### Exercise
Wherever "EventId" appears in the records below, copy the line that holds it.

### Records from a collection
....

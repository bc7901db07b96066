//! `TerminalReporter`: Presentation-layer implementation of `ProgressReporter`.
//!
//! Wraps `&OutputContext` and implements the `application::ports::ProgressReporter`
//! trait so application services can emit progress events without depending on
//! any presentation type directly.

use owo_colors::OwoColorize as _;

use crate::application::ports::ProgressReporter;
use crate::output::OutputContext;

/// Terminal progress reporter that wraps an `OutputContext`.
///
/// - `step()` prints `"  → {message}"` (suppressed when `ctx.quiet`)
/// - `success()` prints `"  ✓ {message}"` (suppressed when `ctx.quiet`)
/// - `warn()` prints `"  ! {message}"` (suppressed when `ctx.quiet`)
///
/// A leading `[host]` tag, as emitted by host sessions, is highlighted so
/// interleaved cluster output stays readable.
pub struct TerminalReporter<'a> {
    ctx: &'a OutputContext,
}

impl<'a> TerminalReporter<'a> {
    /// Create a new `TerminalReporter` wrapping the given output context.
    #[must_use]
    pub fn new(ctx: &'a OutputContext) -> Self {
        Self { ctx }
    }

    fn highlight(&self, message: &str) -> String {
        match split_host_tag(message) {
            Some((tag, rest)) => {
                let host = tag.trim_start_matches('[').trim_end_matches(']');
                format!("{} {rest}", self.ctx.host_tag(host))
            }
            None => message.to_string(),
        }
    }
}

/// Split `"[host] text"` into `("[host]", "text")`.
#[must_use]
pub fn split_host_tag(message: &str) -> Option<(&str, &str)> {
    if !message.starts_with('[') {
        return None;
    }
    let end = message.find("] ")?;
    Some((&message[..=end], &message[end + 2..]))
}

impl ProgressReporter for TerminalReporter<'_> {
    fn step(&self, message: &str) {
        self.ctx
            .line(&format!("  {} {}", "→".style(self.ctx.styles.step), self.highlight(message)));
    }

    fn success(&self, message: &str) {
        self.ctx
            .line(&format!("  {} {}", "✓".style(self.ctx.styles.success), self.highlight(message)));
    }

    fn warn(&self, message: &str) {
        self.ctx
            .line(&format!("  {} {}", "!".style(self.ctx.styles.warning), self.highlight(message)));
    }
}

/// Reporter that prints nothing, for `--json` runs.
pub struct SilentReporter;

impl ProgressReporter for SilentReporter {
    fn step(&self, _message: &str) {}
    fn success(&self, _message: &str) {}
    fn warn(&self, _message: &str) {}
}
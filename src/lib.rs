//! # Tagstore
//!
//! Tag-indexed event store with a live, queryable local cache.
//!
//! ## Features
//!
//! - **Tagset algebra**: subset, intersection, template and permutation matching
//! - **Open classification**: events carry name/value tags instead of a schema
//! - **Live cache**: snapshot plus notifications keep a filtered mirror current
//! - **Bounded memory**: per-timeseries sample retention
//!
//! ## Modules
//!
//! - [`tagset`]: Tags, tagsets and the matching algebra
//! - [`storage`]: Records, filters and the backing store contract
//! - [`notify`]: Change notifications and the subscription hub
//! - [`cache`]: The event cache
//!
//! ## Quick Start
//!
//! ```rust,no_run
//! use std::sync::Arc;
//! use tagstore::*;
//!
//! #[tokio::main]
//! async fn main() -> Result<(), Box<dyn std::error::Error>> {
//!     let store = Arc::new(MemoryStore::new(StoreConfig::default()));
//!     let id = store.create_event(0.0, 10.0, Tagset::parse("color=red")?).await?;
//!
//!     let cache = EventCache::new(store.clone(), Filter::parse("color=red")?);
//!     cache.init().await?;
//!
//!     if let Some(record) = cache.get(id).await? {
//!         record.set_end(5.0).await?;
//!     }
//!     println!("Cached {} red events", cache.len().await?);
//!
//!     cache.disconnect().await;
//!     Ok(())
//! }
//! ```

pub mod cache;
pub mod config;
pub mod logging;
pub mod notify;
pub mod storage;
pub mod tagset;

// Re-export top-level types for convenience
pub use tagset::{Tag, Tagset, TagsetComparator, TagsetError, TagsetResult};

pub use storage::{
    BackingStore, Event, EventId, Filter, MemoryStore, Record, Sample, Schema, StorageError,
    StorageResult, StoreConfig, StoreStats, TimeRange, Timeseries,
};

pub use notify::{HubConfig, HubError, Notification, NotificationHub};

pub use cache::{
    AffineCoordinate, CacheChange, CacheError, CacheResult, CacheState, EventCache, LiveRecord,
    Pipeline, Stage, TimeCoordinate,
};

pub use config::{
    CacheConfig, Config, ConfigError, LoggingConfig, StoreConfig as ConfigStoreConfig,
};
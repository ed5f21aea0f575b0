//! Live cached records
//!
//! A `LiveRecord` is a shared handle to one cache entry. Every clone sees the
//! same entry, so a caller holding a handle observes notification updates
//! and local write-through mutations as soon as they are applied.

use std::collections::VecDeque;
use std::fmt;
use std::sync::atomic::{AtomicBool, Ordering};
use std::sync::Arc;
use tokio::sync::RwLock;

use crate::cache::coordinate::{self, TimeCoordinate};
use crate::cache::error::{CacheError, CacheResult};
use crate::storage::{BackingStore, EventId, Record, Sample};
use crate::tagset::Tagset;

/// Settings shared by a cache and every record it hands out
pub(crate) struct WriteContext {
    pub(crate) store: Arc<dyn BackingStore>,
    pub(crate) coordinate: Option<Arc<dyn TimeCoordinate>>,
    pub(crate) max_samples: Option<usize>,
    /// Set once the owning cache disconnects
    closed: AtomicBool,
}

impl WriteContext {
    pub(crate) fn new(
        store: Arc<dyn BackingStore>,
        coordinate: Option<Arc<dyn TimeCoordinate>>,
        max_samples: Option<usize>,
    ) -> Self {
        Self {
            store,
            coordinate,
            max_samples,
            closed: AtomicBool::new(false),
        }
    }

    pub(crate) fn close(&self) {
        self.closed.store(true, Ordering::SeqCst);
    }

    fn ensure_open(&self) -> CacheResult<()> {
        if self.closed.load(Ordering::SeqCst) {
            Err(CacheError::Disconnected)
        } else {
            Ok(())
        }
    }

    /// Native record → presentation form with sample retention applied
    pub(crate) fn present(&self, record: Record) -> Record {
        let mut record = match &self.coordinate {
            Some(c) => coordinate::present_record(c.as_ref(), record),
            None => record,
        };
        self.retain(&mut record);
        record
    }

    pub(crate) fn retain(&self, record: &mut Record) {
        if let (Some(max), Some(ts)) = (self.max_samples, record.as_timeseries_mut()) {
            ts.retain_newest(max);
        }
    }

    pub(crate) fn present_time(&self, t: f64) -> f64 {
        self.coordinate.as_ref().map_or(t, |c| c.to_presentation(t))
    }

    pub(crate) fn native_time(&self, t: f64) -> f64 {
        self.coordinate.as_ref().map_or(t, |c| c.to_native(t))
    }

    pub(crate) fn present_tags(&self, tagset: Tagset) -> Tagset {
        match &self.coordinate {
            Some(c) => c.present_tags(tagset),
            None => tagset,
        }
    }

    pub(crate) fn native_tags(&self, tagset: Tagset) -> Tagset {
        match &self.coordinate {
            Some(c) => c.native_tags(tagset),
            None => tagset,
        }
    }

    pub(crate) fn present_sample(&self, sample: Sample) -> Sample {
        match &self.coordinate {
            Some(c) => coordinate::present_sample(c.as_ref(), sample),
            None => sample,
        }
    }

    fn native_sample(&self, sample: Sample) -> Sample {
        match &self.coordinate {
            Some(c) => coordinate::native_sample(c.as_ref(), sample),
            None => sample,
        }
    }
}

/// Pending echoes kept per record; the oldest are dropped beyond this
const MAX_PENDING_ECHOES: usize = 1024;

/// Cached state of one record
pub(crate) struct Entry {
    /// In presentation form
    pub(crate) record: Record,
    /// Locally appended samples (native form) whose DataAdded echo is pending
    echoes: VecDeque<Sample>,
}

impl Entry {
    fn expect_echoes(&mut self, samples: &[Sample]) {
        self.echoes.extend(samples.iter().cloned());
        let excess = self.echoes.len().saturating_sub(MAX_PENDING_ECHOES);
        self.echoes.drain(..excess);
    }

    /// Withdraw echoes for a batch the store rejected
    fn forget_echoes(&mut self, samples: &[Sample]) {
        for sample in samples {
            if let Some(pos) = self.echoes.iter().rposition(|e| e == sample) {
                self.echoes.remove(pos);
            }
        }
    }

    /// Consume the pending echo for `sample`, if it is the next one expected
    pub(crate) fn take_echo(&mut self, sample: &Sample) -> bool {
        if self.echoes.front() == Some(sample) {
            self.echoes.pop_front();
            true
        } else {
            false
        }
    }

    #[cfg(test)]
    fn pending_echoes(&self) -> usize {
        self.echoes.len()
    }
}

/// Shared, live handle to a cached record
#[derive(Clone)]
pub struct LiveRecord {
    id: EventId,
    /// Fixed for the record's lifetime
    dimension: Option<usize>,
    pub(crate) entry: Arc<RwLock<Entry>>,
    context: Arc<WriteContext>,
}

impl fmt::Debug for LiveRecord {
    fn fmt(&self, f: &mut fmt::Formatter<'_>) -> fmt::Result {
        f.debug_struct("LiveRecord")
            .field("id", &self.id)
            .field("dimension", &self.dimension)
            .finish()
    }
}

impl LiveRecord {
    /// Wrap a record that is already in presentation form
    pub(crate) fn new(record: Record, context: Arc<WriteContext>) -> Self {
        Self {
            id: record.id(),
            dimension: record.dimension(),
            entry: Arc::new(RwLock::new(Entry {
                record,
                echoes: VecDeque::new(),
            })),
            context,
        }
    }

    pub fn id(&self) -> EventId {
        self.id
    }

    pub fn is_timeseries(&self) -> bool {
        self.dimension.is_some()
    }

    /// Sample dimension, `None` for a plain event
    pub fn dimension(&self) -> Option<usize> {
        self.dimension
    }

    /// Check if both handles refer to the same cache entry
    pub fn ptr_eq(&self, other: &LiveRecord) -> bool {
        Arc::ptr_eq(&self.entry, &other.entry)
    }

    /// Copy of the current state
    pub async fn snapshot(&self) -> Record {
        self.entry.read().await.record.clone()
    }

    pub async fn tagset(&self) -> Tagset {
        self.entry.read().await.record.tagset().clone()
    }

    pub async fn start(&self) -> f64 {
        self.entry.read().await.record.event().start
    }

    pub async fn end(&self) -> f64 {
        self.entry.read().await.record.event().end
    }

    /// Cached samples (empty for a plain event)
    pub async fn samples(&self) -> Vec<Sample> {
        self.entry
            .read()
            .await
            .record
            .as_timeseries()
            .map(|ts| ts.samples.clone())
            .unwrap_or_default()
    }

    /// Replace the tagset in the store, then locally
    pub async fn set_tags(&self, tagset: Tagset) -> CacheResult<()> {
        self.context.ensure_open()?;
        let native = self.context.native_tags(tagset.clone());
        self.context.store.set_tags(self.id, native).await?;

        self.entry.write().await.record.event_mut().tagset = tagset;
        tracing::debug!(event_id = %self.id, "Tags written through");
        Ok(())
    }

    /// Move the start in the store, then locally; samples before it are dropped
    pub async fn set_start(&self, start: f64) -> CacheResult<()> {
        self.context.ensure_open()?;
        self.context
            .store
            .set_start(self.id, self.context.native_time(start))
            .await?;

        let mut entry = self.entry.write().await;
        let end = entry.record.event().end;
        entry.record.set_times(start, end);
        Ok(())
    }

    /// Move the end in the store, then locally; samples after it are dropped
    pub async fn set_end(&self, end: f64) -> CacheResult<()> {
        self.context.ensure_open()?;
        self.context
            .store
            .set_end(self.id, self.context.native_time(end))
            .await?;

        let mut entry = self.entry.write().await;
        let start = entry.record.event().start;
        entry.record.set_times(start, end);
        Ok(())
    }

    /// Append samples in the store, then locally
    ///
    /// The whole batch is rejected if any sample has the wrong dimension.
    /// The store's DataAdded echo for these samples is skipped when it
    /// arrives. No lock is held while the store call is in flight.
    pub async fn append_samples(&self, samples: Vec<Sample>) -> CacheResult<()> {
        self.context.ensure_open()?;
        let dimension = self.dimension.ok_or(CacheError::NotTimeseries(self.id))?;
        if let Some(bad) = samples.iter().find(|s| s.value.len() != dimension) {
            return Err(CacheError::DimensionMismatch {
                id: self.id,
                expected: dimension,
                actual: bad.value.len(),
            });
        }

        let native: Vec<Sample> = samples
            .iter()
            .cloned()
            .map(|s| self.context.native_sample(s))
            .collect();

        // Registered first: the echo can be delivered before the store call returns
        self.entry.write().await.expect_echoes(&native);
        if let Err(e) = self.context.store.append_samples(self.id, native.clone()).await {
            self.entry.write().await.forget_echoes(&native);
            return Err(e.into());
        }

        let mut entry = self.entry.write().await;
        if let Some(ts) = entry.record.as_timeseries_mut() {
            for sample in samples {
                ts.insert_sample(sample);
            }
        }
        self.context.retain(&mut entry.record);
        Ok(())
    }
}

#[cfg(test)]
mod tests {
    use super::*;
    use crate::storage::{Event, Timeseries};

    fn entry() -> Entry {
        let ts = Timeseries::new(Event::unbounded(EventId(1), Tagset::new()), 1);
        Entry {
            record: Record::from(ts),
            echoes: VecDeque::new(),
        }
    }

    #[test]
    fn test_echoes_match_in_order() {
        let mut entry = entry();
        let (a, b) = (Sample::scalar(1.0, 1.0), Sample::scalar(2.0, 2.0));
        entry.expect_echoes(&[a.clone(), b.clone()]);

        assert!(!entry.take_echo(&b));
        assert!(entry.take_echo(&a));
        assert!(entry.take_echo(&b));
        assert!(!entry.take_echo(&a));
        assert_eq!(entry.pending_echoes(), 0);
    }

    #[test]
    fn test_pending_echoes_are_capped() {
        let mut entry = entry();
        let batch: Vec<Sample> = (0..MAX_PENDING_ECHOES + 10)
            .map(|i| Sample::scalar(i as f64, 0.0))
            .collect();
        entry.expect_echoes(&batch);

        assert_eq!(entry.pending_echoes(), MAX_PENDING_ECHOES);
        // The oldest were dropped, so matching resumes at the eleventh
        assert!(!entry.take_echo(&batch[0]));
        assert!(entry.take_echo(&batch[10]));
    }

    #[test]
    fn test_rejected_batch_withdraws_echoes() {
        let mut entry = entry();
        let kept = Sample::scalar(1.0, 1.0);
        let rejected = Sample::scalar(2.0, 2.0);
        entry.expect_echoes(&[kept.clone()]);
        entry.expect_echoes(&[rejected.clone()]);
        entry.forget_echoes(&[rejected]);

        assert_eq!(entry.pending_echoes(), 1);
        assert!(entry.take_echo(&kept));
    }
}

....

### Written solution
    BackingStore, Event, EventId, Filter, MemoryStore, Record, Sample, Schema, StorageError,
use crate::storage::{BackingStore, EventId, Record, Sample};
    id: EventId,
    pub fn id(&self) -> EventId {
        let ts = Timeseries::new(Event::unbounded(EventId(1), Tagset::new()), 1);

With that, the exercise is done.